[Extracted records]
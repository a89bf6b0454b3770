use crate::core::constants::check_security;
use crate::error::{Result, TernaryError};
use crate::wallet::Address;
use log::debug;
use serde::{Deserialize, Serialize};

/// Addresses picked to fund a transfer, with their combined balance
#[derive(Debug, Clone, Default, PartialEq, Eq, Serialize, Deserialize)]
pub struct Inputs {
    inputs: Vec<Address>,
    total_balance: i64,
}

impl Inputs {
    pub fn get_inputs(&self) -> &[Address] {
        &self.inputs
    }

    pub fn get_total_balance(&self) -> i64 {
        self.total_balance
    }

    pub fn len(&self) -> usize {
        self.inputs.len()
    }

    pub fn is_empty(&self) -> bool {
        self.inputs.is_empty()
    }
}

/// Walks `addresses` with their `balances` and keeps the funded ones.
///
/// Key indices count from `start`. With a non-zero `threshold` the walk stops at the
/// first address that brings the total to it, so later funded addresses are not
/// collected. A zero threshold collects every funded address.
pub fn select_inputs(
    addresses: &[String],
    balances: &[i64],
    start: u64,
    threshold: i64,
    security: u8,
) -> Result<Inputs> {
    check_security(security)?;
    if addresses.len() != balances.len() {
        return Err(TernaryError::InvalidAddress(format!(
            "{} addresses but {} balances",
            addresses.len(),
            balances.len()
        )));
    }

    let mut threshold_reached = threshold == 0;
    let mut selected = Inputs::default();

    for (index, (address, &balance)) in (start..).zip(addresses.iter().zip(balances)) {
        if balance <= 0 {
            continue;
        }
        selected
            .inputs
            .push(Address::with_key(address, balance, index, security)?);
        selected.total_balance = selected.total_balance.saturating_add(balance);

        if !threshold_reached && selected.total_balance >= threshold {
            threshold_reached = true;
            break;
        }
    }

    if !threshold_reached {
        return Err(TernaryError::NotEnoughBalance {
            required: threshold,
            available: selected.total_balance,
        });
    }
    debug!(
        "Selected {} inputs holding {}",
        selected.len(),
        selected.total_balance
    );
    Ok(selected)
}
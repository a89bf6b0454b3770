//! Hashing and signing
//!
//! Curl in scalar and lane-parallel form, Kerl on top of Keccak-384, the one-time
//! signature scheme, address checksums and multisig addresses.

pub mod checksum;
pub mod curl;
pub mod kerl;
pub mod multisig;
pub mod pair_curl;
pub mod signing;
pub mod sponge;

pub use checksum::{add_checksum, checksum, is_valid_checksum, remove_checksum};
pub use curl::{Curl, CurlMode, STATE_LENGTH};
pub use kerl::Kerl;
pub use multisig::{validate_multisig, MultisigAddress};
pub use pair_curl::{pair_transform, PairCurl, PairState, TritPair};
pub use signing::{
    address, digest, digests, key, new_address, signature_fragment, validate_signatures,
    Signature,
};
pub use sponge::Sponge;
use clap::Parser;
use quizfall::constants::{
    MAX_LEVEL, PLAYER_HEIGHT, PLAYER_MAX_HEALTH, PLAYER_WIDTH, SHOT_WIDTH, TICK_MS,
};
use quizfall::content::ContentStore;
use quizfall::engine::{GameEngine, GameOptions};
use quizfall::types::{GameOutcome, MoveCommand, PayloadKind, RuntimeEvent, Snapshot};
use serde::Serialize;
use serde_json::{json, Value};
use std::collections::{BTreeMap, HashSet};
use std::io;
use std::path::Path;
use std::path::PathBuf;
use std::time::{SystemTime, UNIX_EPOCH};

#[derive(Parser, Debug)]
#[command(author, version, about)]
struct Cli {
    #[arg(long)]
    single: bool,
    #[arg(long)]
    pilot: Option<String>,
    #[arg(long)]
    minutes: Option<i32>,
    #[arg(long)]
    seed: Option<u64>,
    #[arg(long)]
    run_id: Option<String>,
    #[arg(long)]
    summary_out: Option<PathBuf>,
}

/// Scripted stand-ins for the human player, driving the engine purely
/// through its public input surface.
#[derive(Clone, Copy, Debug, PartialEq, Eq, Serialize)]
#[serde(rename_all = "snake_case")]
enum PilotKind {
    /// Chases info shots, sidesteps question shots. Expected to climb.
    Collector,
    /// Only ever dodges; never scores on purpose.
    Dodger,
    /// Never moves. Worst-case baseline.
    Idle,
}

impl PilotKind {
    fn parse(value: &str) -> Option<Self> {
        match value {
            "collector" => Some(Self::Collector),
            "dodger" => Some(Self::Dodger),
            "idle" => Some(Self::Idle),
            _ => None,
        }
    }

    fn key(self) -> &'static str {
        match self {
            Self::Collector => "collector",
            Self::Dodger => "dodger",
            Self::Idle => "idle",
        }
    }
}
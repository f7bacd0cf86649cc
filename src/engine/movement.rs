use super::*;
use crate::constants::{DECISION_INTERVAL_MS, ENEMY_WIDTH};

impl GameEngine {
    pub(super) fn move_enemies(&mut self, now_ms: u64) {
        for idx in 0..self.enemies.len() {
            let track_chance = tier_config(self.enemies[idx].tier).track_chance;
            if track_chance > 0.0 {
                self.tracking_move(idx, track_chance, now_ms);
            } else {
                self.bounce_move(idx);
            }
        }
    }

    /// Deterministic pacing: one `speed` step in the current
    /// direction, saturating clamp at either arena edge, direction
    /// flip exactly at the clamp.
    fn bounce_move(&mut self, idx: usize) {
        let speed = tier_config(self.enemies[idx].tier).speed;
        let max_x = self.arena_width - ENEMY_WIDTH;
        let enemy = &mut self.enemies[idx];
        if enemy.moving_right {
            enemy.x += speed;
            if enemy.x >= max_x {
                enemy.x = max_x;
                enemy.moving_right = false;
            }
        } else {
            enemy.x -= speed;
            if enemy.x <= 0 {
                enemy.x = 0;
                enemy.moving_right = true;
            }
        }
    }

    /// Sticky time-gated chase. The tracking flag is re-rolled only
    /// once the decision interval has elapsed on the session clock and
    /// holds between re-rolls. While tracking, the enemy steps toward
    /// the player's x by sign comparison (no move when aligned);
    /// otherwise it falls back to the bounce policy.
    fn tracking_move(&mut self, idx: usize, track_chance: f32, now_ms: u64) {
        let elapsed = now_ms.saturating_sub(self.enemies[idx].last_decision_at_ms);
        if elapsed > DECISION_INTERVAL_MS {
            let tracking = self.rng.bool(track_chance);
            let enemy = &mut self.enemies[idx];
            enemy.tracking = tracking;
            enemy.last_decision_at_ms = now_ms;
        }

        if !self.enemies[idx].tracking {
            self.bounce_move(idx);
            return;
        }

        let speed = tier_config(self.enemies[idx].tier).speed;
        let max_x = self.arena_width - ENEMY_WIDTH;
        let player_x = self.player.x;
        let enemy = &mut self.enemies[idx];
        if player_x > enemy.x {
            enemy.x = (enemy.x + speed).min(max_x);
        } else if player_x < enemy.x {
            enemy.x = (enemy.x - speed).max(0);
        }
    }
}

◆ **Requirement**: Please give an exact copy of the entries above, from the line with "fn bounce_move(&mut self, idx: usize)" down to the line with "enemy.x += speed;", inclusive, and nothing else.

◆ **Response to the task**:
    fn bounce_move(&mut self, idx: usize) {
        let speed = tier_config(self.enemies[idx].tier).speed;
        let max_x = self.arena_width - ENEMY_WIDTH;
        let enemy = &mut self.enemies[idx];
        if enemy.moving_right {
            enemy.x += speed;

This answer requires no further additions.